WORK INSTRUCTIONS:
For every line in the data below that contains "DiffResult", copy the line.

|---|

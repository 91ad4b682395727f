//! Reading and writing the lock file.
//!
//! A write replaces the whole file or leaves the previous one in place.

use std::{
    io::{self, Write},
    path::{Path, PathBuf},
};

use tempfile::NamedTempFile;
use thiserror::Error;
use tracing::debug;

use crate::storage::snapshot::{Snapshot, SnapshotFormatError};

/// Errors raised while accessing the lock file.
#[derive(Debug, Error)]
pub enum LockfileError {
    /// The file could not be read or written.
    #[error("failed to access lock file {}: {source}", path.display())]
    Io {
        /// The lock file path.
        path: PathBuf,
        /// The underlying error.
        source: io::Error,
    },

    /// The file content is not a valid snapshot.
    #[error("invalid lock file {}: {source}", path.display())]
    Format {
        /// The lock file path.
        path: PathBuf,
        /// The underlying error.
        source: SnapshotFormatError,
    },
}

/// Reads the snapshot at `path`.
///
/// Returns `Ok(None)` if the file does not exist.
///
/// # Errors
///
/// Returns an error if the file exists but cannot be read or is not a valid
/// snapshot.
pub fn read(path: &Path) -> Result<Option<Snapshot>, LockfileError> {
    let bytes = match std::fs::read(path) {
        Ok(bytes) => bytes,
        Err(e) if e.kind() == io::ErrorKind::NotFound => {
            debug!("no lock file at {}", path.display());
            return Ok(None);
        }
        Err(source) => {
            return Err(LockfileError::Io {
                path: path.to_path_buf(),
                source,
            });
        }
    };

    Snapshot::from_slice(&bytes)
        .map(Some)
        .map_err(|source| LockfileError::Format {
            path: path.to_path_buf(),
            source,
        })
}

/// Writes the snapshot to `path`.
///
/// The snapshot is written to a temporary file in the same directory and then
/// renamed over `path`.
///
/// # Errors
///
/// Returns an error if the snapshot cannot be serialized or the file cannot be
/// written.
pub fn write(path: &Path, snapshot: &Snapshot) -> Result<(), LockfileError> {
    let bytes = snapshot.to_bytes().map_err(|source| LockfileError::Format {
        path: path.to_path_buf(),
        source,
    })?;

    let io_error = |source: io::Error| LockfileError::Io {
        path: path.to_path_buf(),
        source,
    };

    let dir = match path.parent() {
        Some(parent) if !parent.as_os_str().is_empty() => parent,
        _ => Path::new("."),
    };
    let mut file = NamedTempFile::new_in(dir).map_err(io_error)?;
    file.write_all(&bytes).map_err(io_error)?;
    file.as_file().sync_all().map_err(io_error)?;
    file.persist(path).map_err(|e| io_error(e.error))?;

    debug!(
        count = snapshot.requirements().len(),
        "wrote lock file {}",
        path.display()
    );
    Ok(())
}
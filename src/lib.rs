//! Requirements tracked in Markdown blockquotes.
//!
//! A requirement is declared in any Markdown document as a blockquote whose
//! first line is its identifier:
//!
//! ```markdown
//! > REQ-2
//! > Export reports as CSV
//! > critical
//! > child-of: REQ-1
//! ```
//!
//! Documents are parsed into [`Requirement`]s, validated as a
//! [`RequirementGraph`], and locked as a [`Snapshot`] that later runs are
//! diffed against.
//!
//! ```
//! use reqlock::{Document, Snapshot};
//!
//! let documents = [Document::new(
//!     "README.md",
//!     "> REQ-1\n> Parse documents\n\n> REQ-2\n> Lock them\n> child-of: REQ-1\n",
//! )];
//! let graph = reqlock::load(&documents).unwrap();
//! assert_eq!(graph.len(), 2);
//!
//! let snapshot = Snapshot::from_graph(&graph);
//! assert!(snapshot.is_up_to_date(&graph));
//! ```

pub mod domain;
pub use domain::{
    CONFIG_FILE, Change, Config, DiffResult, FieldChange, Requirement, RequirementGraph,
    RequirementId, Source, Summary, ValidationError,
};

pub mod storage;
pub use storage::{Document, LoadError, ParseError, Snapshot, SnapshotFormatError, diff, load};
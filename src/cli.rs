use std::path::{Path, PathBuf};

mod check;
mod init;
mod lock;
mod status;
mod terminal;

use anyhow::Context;
use check::Check;
use clap::ArgAction;
use init::Init;
use lock::Lock;
use reqlock::{
    Config, RequirementGraph, Snapshot,
    storage::{documents, lockfile},
};
use status::Status;
use tracing::debug;

#[derive(Debug, clap::Parser)]
#[command(version, about)]
pub struct Cli {
    /// Verbosity (-v, -vv, -vvv)
    #[arg(short, long, action = ArgAction::Count, global = true)]
    verbose: u8,

    /// The root of the documentation tree
    #[arg(short, long, default_value = ".", global = true)]
    root: PathBuf,

    #[command(subcommand)]
    command: Option<Command>,
}

impl Cli {
    pub fn run(self) -> anyhow::Result<()> {
        Self::setup_logging(self.verbose);

        self.command
            .unwrap_or_else(|| Command::Status(Status::default()))
            .run(&self.root)
    }

    fn setup_logging(verbosity: u8) {
        use tracing_subscriber::{layer::SubscriberExt, util::SubscriberInitExt};

        let level = match verbosity {
            0 => tracing::Level::WARN,
            1 => tracing::Level::INFO,
            2 => tracing::Level::DEBUG,
            _ => tracing::Level::TRACE,
        };

        let filter = tracing_subscriber::EnvFilter::from_default_env().add_directive(level.into());

        let fmt_layer = tracing_subscriber::fmt::layer()
            .with_writer(std::io::stderr)
            .with_target(false)
            .with_thread_names(false)
            .with_line_number(false);

        tracing_subscriber::registry()
            .with(filter)
            .with(fmt_layer)
            .init();
    }
}

#[derive(Debug, clap::Parser)]
pub enum Command {
    /// Show completion status (default)
    Status(Status),

    /// Create the configuration and the first lock file
    Init(Init),

    /// Record the current requirements in the lock file
    Lock(Lock),

    /// Compare the documents with the lock file
    ///
    /// Exits with code 2 if they differ.
    Check(Check),
}

impl Command {
    fn run(self, root: &Path) -> anyhow::Result<()> {
        match self {
            Self::Status(command) => command.run(root),
            Self::Init(command) => command.run(root),
            Self::Lock(command) => command.run(root),
            Self::Check(command) => command.run(root),
        }
    }
}

/// A documentation root and its configuration.
struct Project {
    root: PathBuf,
    config: Config,
}

impl Project {
    fn open(root: &Path) -> anyhow::Result<Self> {
        let config = Config::load_or_default(root)
            .with_context(|| format!("failed to load configuration in {}", root.display()))?;
        Ok(Self {
            root: root.to_path_buf(),
            config,
        })
    }

    fn lockfile(&self) -> PathBuf {
        self.root.join(self.config.lockfile())
    }

    /// Parses and validates every document under the root.
    fn load(&self) -> anyhow::Result<RequirementGraph> {
        let documents = documents::read_all(&self.root, &self.config)?;
        debug!(count = documents.len(), "read documents");
        reqlock::load(&documents).context("requirements are invalid")
    }

    fn read_lock(&self) -> anyhow::Result<Option<Snapshot>> {
        Ok(lockfile::read(&self.lockfile())?)
    }

    fn write_lock(&self, snapshot: &Snapshot) -> anyhow::Result<()> {
        Ok(lockfile::write(&self.lockfile(), snapshot)?)
    }
}
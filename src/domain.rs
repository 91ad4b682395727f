//! Domain models for requirement tracking.
//!
//! This module contains the core domain types: requirement identifiers,
//! requirements, the validated requirement graph, diffs and configuration.
//! None of it touches the filesystem.

/// Requirement identifier type and parsing.
pub mod requirement_id;
pub use requirement_id::{InvalidIdError, RequirementId};

mod requirement;
pub use requirement::{Requirement, Source};

/// The validated requirement hierarchy.
pub mod graph;
pub use graph::{RequirementGraph, Summary, ValidationError};

mod diff;
pub use diff::{Change, DiffResult, FieldChange};

mod config;
pub use config::{CONFIG_FILE, Config, ConfigError};
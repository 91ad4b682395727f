//! Discovery of the documents under a documentation root.

use std::{
    io,
    path::{Path, PathBuf},
};

use thiserror::Error;
use tracing::{debug, trace};
use walkdir::{DirEntry, WalkDir};

use crate::{domain::Config, storage::markdown::Document};

const BOM: char = '\u{feff}';

/// Errors raised while discovering or reading documents.
#[derive(Debug, Error)]
pub enum DiscoveryError {
    /// The directory tree could not be walked.
    #[error("failed to walk {}: {source}", root.display())]
    Walk {
        /// The documentation root.
        root: PathBuf,
        /// The underlying error.
        source: walkdir::Error,
    },

    /// A document could not be read as UTF-8 text.
    #[error("failed to read {}: {source}", path.display())]
    Read {
        /// The document path.
        path: PathBuf,
        /// The underlying error.
        source: io::Error,
    },
}

/// Finds the document files under `root`, sorted by path.
///
/// Hidden files and directories are skipped, as are paths under one of the
/// configured exclusions and files whose extension is not a document
/// extension.
///
/// # Errors
///
/// Returns an error if a directory cannot be read.
pub fn discover(root: &Path, config: &Config) -> Result<Vec<PathBuf>, DiscoveryError> {
    let mut paths = Vec::new();

    let walker = WalkDir::new(root)
        .sort_by_file_name()
        .into_iter()
        .filter_entry(|entry: &DirEntry| {
            entry.depth() == 0
                || (!is_hidden(entry) && !config.is_excluded(relative(root, entry.path())))
        });

    for entry in walker {
        let entry = entry.map_err(|source| DiscoveryError::Walk {
            root: root.to_path_buf(),
            source,
        })?;
        if entry.file_type().is_file() && config.is_document(entry.path()) {
            trace!("found document {}", entry.path().display());
            paths.push(entry.into_path());
        }
    }

    debug!(count = paths.len(), "discovered documents");
    Ok(paths)
}

/// Discovers and reads every document under `root`.
///
/// Document ids are paths relative to `root`, with `/` separators. A leading
/// byte order mark is dropped.
///
/// # Errors
///
/// Returns an error if discovery fails or a document cannot be read.
pub fn read_all(root: &Path, config: &Config) -> Result<Vec<Document>, DiscoveryError> {
    discover(root, config)?
        .into_iter()
        .map(|path| {
            let mut text =
                std::fs::read_to_string(&path).map_err(|source| DiscoveryError::Read {
                    path: path.clone(),
                    source,
                })?;
            if text.starts_with(BOM) {
                text.drain(..BOM.len_utf8());
            }
            Ok(Document::new(document_id(root, &path), text))
        })
        .collect()
}

fn is_hidden(entry: &DirEntry) -> bool {
    entry
        .file_name()
        .to_str()
        .is_some_and(|name| name.starts_with('.'))
}

fn relative<'a>(root: &Path, path: &'a Path) -> &'a Path {
    path.strip_prefix(root).unwrap_or(path)
}

fn document_id(root: &Path, path: &Path) -> String {
    relative(root, path)
        .components()
        .map(|component| component.as_os_str().to_string_lossy())
        .collect::<Vec<_>>()
        .join("/")
}

#[cfg(test)]
mod tests {
    use std::fs;

    use super::*;

    fn write(root: &Path, path: &str, content: &str) {
        let path = root.join(path);
        fs::create_dir_all(path.parent().unwrap()).unwrap();
        fs::write(path, content).unwrap();
    }

    fn ids(root: &Path, config: &Config) -> Vec<String> {
        read_all(root, config)
            .unwrap()
            .into_iter()
            .map(|document| document.id)
            .collect()
    }

    #[test]
    fn finds_documents_recursively_in_order() {
        let tmp = tempfile::tempdir().unwrap();
        write(tmp.path(), "b.md", "");
        write(tmp.path(), "a.md", "");
        write(tmp.path(), "docs/nested/c.md", "");
        write(tmp.path(), "notes.txt", "");

        assert_eq!(
            ids(tmp.path(), &Config::default()),
            ["a.md", "b.md", "docs/nested/c.md"]
        );
    }

    #[test]
    fn skips_hidden_paths() {
        let tmp = tempfile::tempdir().unwrap();
        write(tmp.path(), ".git/HEAD.md", "");
        write(tmp.path(), ".hidden.md", "");
        write(tmp.path(), "shown.md", "");

        assert_eq!(ids(tmp.path(), &Config::default()), ["shown.md"]);
    }

    #[test]
    fn skips_excluded_prefixes() {
        let tmp = tempfile::tempdir().unwrap();
        write(tmp.path(), "drafts/a.md", "");
        write(tmp.path(), "drafts.md", "");
        write(tmp.path(), "docs/drafts/b.md", "");

        let mut config = Config::default();
        config.add_exclude("drafts".to_string());

        assert_eq!(ids(tmp.path(), &config), ["docs/drafts/b.md", "drafts.md"]);
    }

    #[test]
    fn reads_content() {
        let tmp = tempfile::tempdir().unwrap();
        write(tmp.path(), "a.md", "> REQ-1\n> one\n");

        let documents = read_all(tmp.path(), &Config::default()).unwrap();
        assert_eq!(documents, [Document::new("a.md", "> REQ-1\n> one\n")]);
    }

    #[test]
    fn invalid_utf8_is_a_read_error() {
        let tmp = tempfile::tempdir().unwrap();
        fs::write(tmp.path().join("bad.md"), [0xff, 0xfe, 0x00]).unwrap();

        let error = read_all(tmp.path(), &Config::default()).unwrap_err();
        assert!(matches!(error, DiscoveryError::Read { .. }));
    }

    #[test]
    fn missing_root_is_a_walk_error() {
        let tmp = tempfile::tempdir().unwrap();
        let error = discover(&tmp.path().join("missing"), &Config::default()).unwrap_err();
        assert!(matches!(error, DiscoveryError::Walk { .. }));
    }

    #[test]
    fn byte_order_mark_is_dropped() {
        let tmp = tempfile::tempdir().unwrap();
        write(tmp.path(), "bom.md", "\u{feff}> REQ-1\n> First\n");

        let documents = read_all(tmp.path(), &Config::default()).unwrap();
        assert_eq!(documents[0].text, "> REQ-1\n> First\n");

        let graph = crate::storage::markdown::load(&documents).unwrap();
        assert_eq!(graph.len(), 1);
    }

    #[test]
    fn hidden_and_excluded_filters_apply_together() {
        let tmp = tempfile::tempdir().unwrap();
        write(tmp.path(), ".cache/a.md", "");
        write(tmp.path(), "drafts/b.md", "");
        write(tmp.path(), "docs/.old/c.md", "");
        write(tmp.path(), "docs/d.md", "");

        let mut config = Config::default();
        config.add_exclude("drafts".to_string());

        assert_eq!(ids(tmp.path(), &config), ["docs/d.md"]);
    }
}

|---|

RESULT OF THIS TASK:
    CONFIG_FILE, Change, Config, DiffResult, FieldChange, Requirement, RequirementGraph,
pub use diff::{Change, DiffResult, FieldChange};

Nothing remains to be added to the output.